Yawn, “your data is not square.” ;-) Just teasing.

But we have all heard the criticism of relational tables. I think writers can assume that much, at least in technical forums.

The lasting value of the NoSQL movement (in addition to whichever software packages survive) will be its emphasis on analysis of your data. Your data may fit perfectly well into a square but you need to decide that after looking at your data, not before.

The same can be said about the various NoSQL offerings. Your data may or may not be suited for a particular NoSQL option. The data analysis “cat being out of the bag,” it should be applied to NoSQL options as well. True, almost any option will work, your question should be why is option X the best option for my data/use case?
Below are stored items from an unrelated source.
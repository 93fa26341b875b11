use std::fmt;
use std::str::FromStr;

use chrono::{DateTime, Local};
use serde::{Deserialize, Serialize};

/// Lifecycle state of a task.
#[derive(Serialize, Deserialize, Debug, Clone, Copy, PartialEq, Eq, Default)]
pub enum Status {
    #[default]
    ToDo,
    InProgress,
    Done,
}

impl Status {
    /// Every status, in display order.
    pub const ALL: [Status; 3] = [Status::ToDo, Status::InProgress, Status::Done];
}

impl fmt::Display for Status {
    fn fmt(&self, f: &mut fmt::Formatter<'_>) -> fmt::Result {
        let s = match self {
            Status::ToDo => "ToDo",
            Status::InProgress => "InProgress",
            Status::Done => "Done",
        };
        f.write_str(s)
    }
}

/// A status name that matches none of the known statuses.
#[derive(Debug, Clone, PartialEq, Eq, thiserror::Error)]
#[error("unknown status: {0}")]
pub struct UnknownStatus(pub String);

/// Matches case-insensitively with hyphens ignored, so `in-progress`,
/// `InProgress` and `inprogress` all resolve to [`Status::InProgress`].
impl FromStr for Status {
    type Err = UnknownStatus;

    fn from_str(s: &str) -> Result<Self, Self::Err> {
        let folded: String = s.chars().filter(|c| *c != '-').collect::<String>().to_lowercase();
        Status::ALL
            .into_iter()
            .find(|status| status.to_string().to_lowercase() == folded)
            .ok_or_else(|| UnknownStatus(s.to_string()))
    }
}

/// Represents a single tracked task.
#[derive(Serialize, Deserialize, Debug, Clone, PartialEq)]
#[serde(rename_all = "camelCase")]
pub struct Task {
    /// Unique identifier, never changed after creation.
    pub id: u32,
    /// Free-form text describing the work.
    pub description: String,
    /// Current lifecycle state.
    pub status: Status,
    /// Timestamp when the task was created.
    pub created_at: DateTime<Local>,
    /// Timestamp of the last description or status change.
    pub updated_at: DateTime<Local>,
}

impl Task {
    /// Creates a `ToDo` task with both timestamps set to now.
    pub fn new(id: u32, description: String) -> Self {
        let now = Local::now();
        Task {
            id,
            description,
            status: Status::ToDo,
            created_at: now,
            updated_at: now,
        }
    }

    pub fn set_description(&mut self, description: String) {
        self.description = description;
        self.touch();
    }

    pub fn set_status(&mut self, status: Status) {
        self.status = status;
        self.touch();
    }

    // Clock skew must never make updated_at precede created_at.
    fn touch(&mut self) {
        self.updated_at = Local::now().max(self.created_at);
    }
}

#[cfg(test)]
mod tests {
    use super::*;

    #[test]
    fn status_parses_with_or_without_hyphens() {
        assert_eq!("in-progress".parse::<Status>(), Ok(Status::InProgress));
        assert_eq!("inprogress".parse::<Status>(), Ok(Status::InProgress));
        assert_eq!("IN-PROGRESS".parse::<Status>(), Ok(Status::InProgress));
        assert_eq!("to-do".parse::<Status>(), Ok(Status::ToDo));
        assert_eq!("Done".parse::<Status>(), Ok(Status::Done));
        assert_eq!(
            "finished".parse::<Status>(),
            Err(UnknownStatus("finished".into()))
        );
    }

    #[test]
    fn status_serializes_with_internal_casing() {
        let json = serde_json::to_string(&Status::InProgress).unwrap();
        assert_eq!(json, "\"InProgress\"");
    }

    #[test]
    fn new_task_starts_as_todo() {
        let task = Task::new(7, "Write docs".into());
        assert_eq!(task.status, Status::ToDo);
        assert_eq!(task.created_at, task.updated_at);
    }

    #[test]
    fn mutations_refresh_updated_at() {
        let mut task = Task::new(1, "a".into());
        let created = task.created_at;
        task.set_status(Status::Done);
        assert!(task.updated_at >= created);
        task.set_description("b".into());
        assert_eq!(task.description, "b");
        assert!(task.updated_at >= task.created_at);
    }

    #[test]
    fn task_json_uses_camel_case_fields() {
        let task = Task::new(1, "a".into());
        let value = serde_json::to_value(&task).unwrap();
        assert!(value.get("createdAt").is_some());
        assert!(value.get("updatedAt").is_some());
        assert_eq!(value["status"], "ToDo");
    }
}
//! In-memory [`FeedbackStore`] backed by an ordered map.

use std::collections::BTreeMap;
use std::ops::Bound;
use std::sync::atomic::{AtomicU64, Ordering};

use async_trait::async_trait;
use chrono::{DateTime, Utc};
use ckr_domain::{FeedbackId, FeedbackRequest};
use parking_lot::RwLock;

use crate::criteria::{Slice, SliceCriteria};
use crate::error::StoreError;
use crate::store::FeedbackStore;

/// Thread-safe in-process store.
///
/// The `BTreeMap` keeps rows ordered by id, so a descending iterator from
/// the cursor is the whole pagination story. Ids come from a process-local
/// counter starting at 1.
#[derive(Debug, Default)]
pub struct InMemoryFeedbackStore {
    rows: RwLock<BTreeMap<u64, FeedbackRequest>>,
    next_id: AtomicU64,
}

impl InMemoryFeedbackStore {
    /// Creates an empty store
    #[must_use]
    pub fn new() -> Self {
        Self {
            rows: RwLock::new(BTreeMap::new()),
            next_id: AtomicU64::new(0),
        }
    }

    /// Number of rows ever saved
    #[must_use]
    pub fn len(&self) -> usize {
        self.rows.read().len()
    }

    /// Whether nothing has been saved yet
    #[must_use]
    pub fn is_empty(&self) -> bool {
        self.rows.read().is_empty()
    }
}

#[async_trait]
impl FeedbackStore for InMemoryFeedbackStore {
    async fn save(&self, mut request: FeedbackRequest) -> Result<FeedbackRequest, StoreError> {
        if let Some(id) = request.id() {
            return Err(StoreError::AlreadyPersisted(id));
        }
        let id = self.next_id.fetch_add(1, Ordering::SeqCst) + 1;
        request
            .assign_id(FeedbackId::from(id))
            .map_err(|e| StoreError::Backend(e.to_string()))?;
        self.rows.write().insert(id, request.clone());
        tracing::debug!(id, status = %request.status(), "feedback saved");
        Ok(request)
    }

    async fn find(&self, id: FeedbackId) -> Result<Option<FeedbackRequest>, StoreError> {
        Ok(self.rows.read().get(&id.value()).cloned())
    }

    async fn update(
        &self,
        request: &FeedbackRequest,
        base: DateTime<Utc>,
    ) -> Result<(), StoreError> {
        let id = request.id().ok_or(StoreError::MissingId)?;
        let mut rows = self.rows.write();
        let stored = rows.get_mut(&id.value()).ok_or(StoreError::NotFound(id))?;
        if stored.updated_at() != base {
            return Err(StoreError::StaleState { id });
        }
        *stored = request.clone();
        tracing::debug!(id = id.value(), status = %request.status(), "feedback updated");
        Ok(())
    }

    async fn slice(&self, criteria: &SliceCriteria) -> Result<Slice, StoreError> {
        let rows = self.rows.read();
        let upper = match criteria.cursor {
            Some(cursor) => Bound::Excluded(cursor.value()),
            None => Bound::Unbounded,
        };
        let size = criteria.effective_size();
        let mut items: Vec<FeedbackRequest> = rows
            .range((Bound::Unbounded, upper))
            .rev()
            .filter(|(_, row)| criteria.matches(row))
            .take(size + 1)
            .map(|(_, row)| row.clone())
            .collect();
        let has_more = items.len() > size;
        items.truncate(size);
        let next_cursor = if has_more {
            items.last().and_then(FeedbackRequest::id)
        } else {
            None
        };
        Ok(Slice {
            items,
            next_cursor,
            has_more,
        })
    }
}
Distributed Temporal Graph Database Using Datomic

Saturday, April 21st, 2012

Distributed Temporal Graph Database Using Datomic

Post by Alex Popescu calling out construction of a “distributed temporal graph database.”

Temporal used in the sense of timestamping entries in the database.

Beyond such uses, beware, there be dragons.

Temporal modeling isn’t for the faint of heart.

Datomic

Wednesday, March 7th, 2012

Michael Popescu (myNoSQL) has a couple of posts on resources for Datomic.

Intro Videos to Datomic and Datomic Datalog

and,

Datomic: Distributed Database Designed to Enable Scalable, Flexible and Intelligent Applications, Running on Next-Generation Cloud Architectures

I commend the materials you will find there but the white paper in particular, which has the following section:

ATOMIC DATA – THE DATOM

Once you are storing facts, it becomes imperative to choose an appropriate granularity for facts. If you want to record the fact that Sally likes pizza, how best to do so? Most databases require you to update either the Sally record or document, or the set of foods liked by Sally, or the set of likers of pizza. These kind of representational issues complicate and rigidify applications using relational and document models. This can be avoided by recording facts as independent atoms of information. Datomic calls such atomic facts ‘datoms‘. A datom consists of an entity, attribute, value and transaction (time). In this way, any of those sets can be discovered via query, without embedding them into a structural storage model that must be known by applications.

In some views of granularity, the datom “atom” looks like a four-atom molecule to me. ;-) Not to mention that entities/attributes and values can have relationships that don’t involve each other.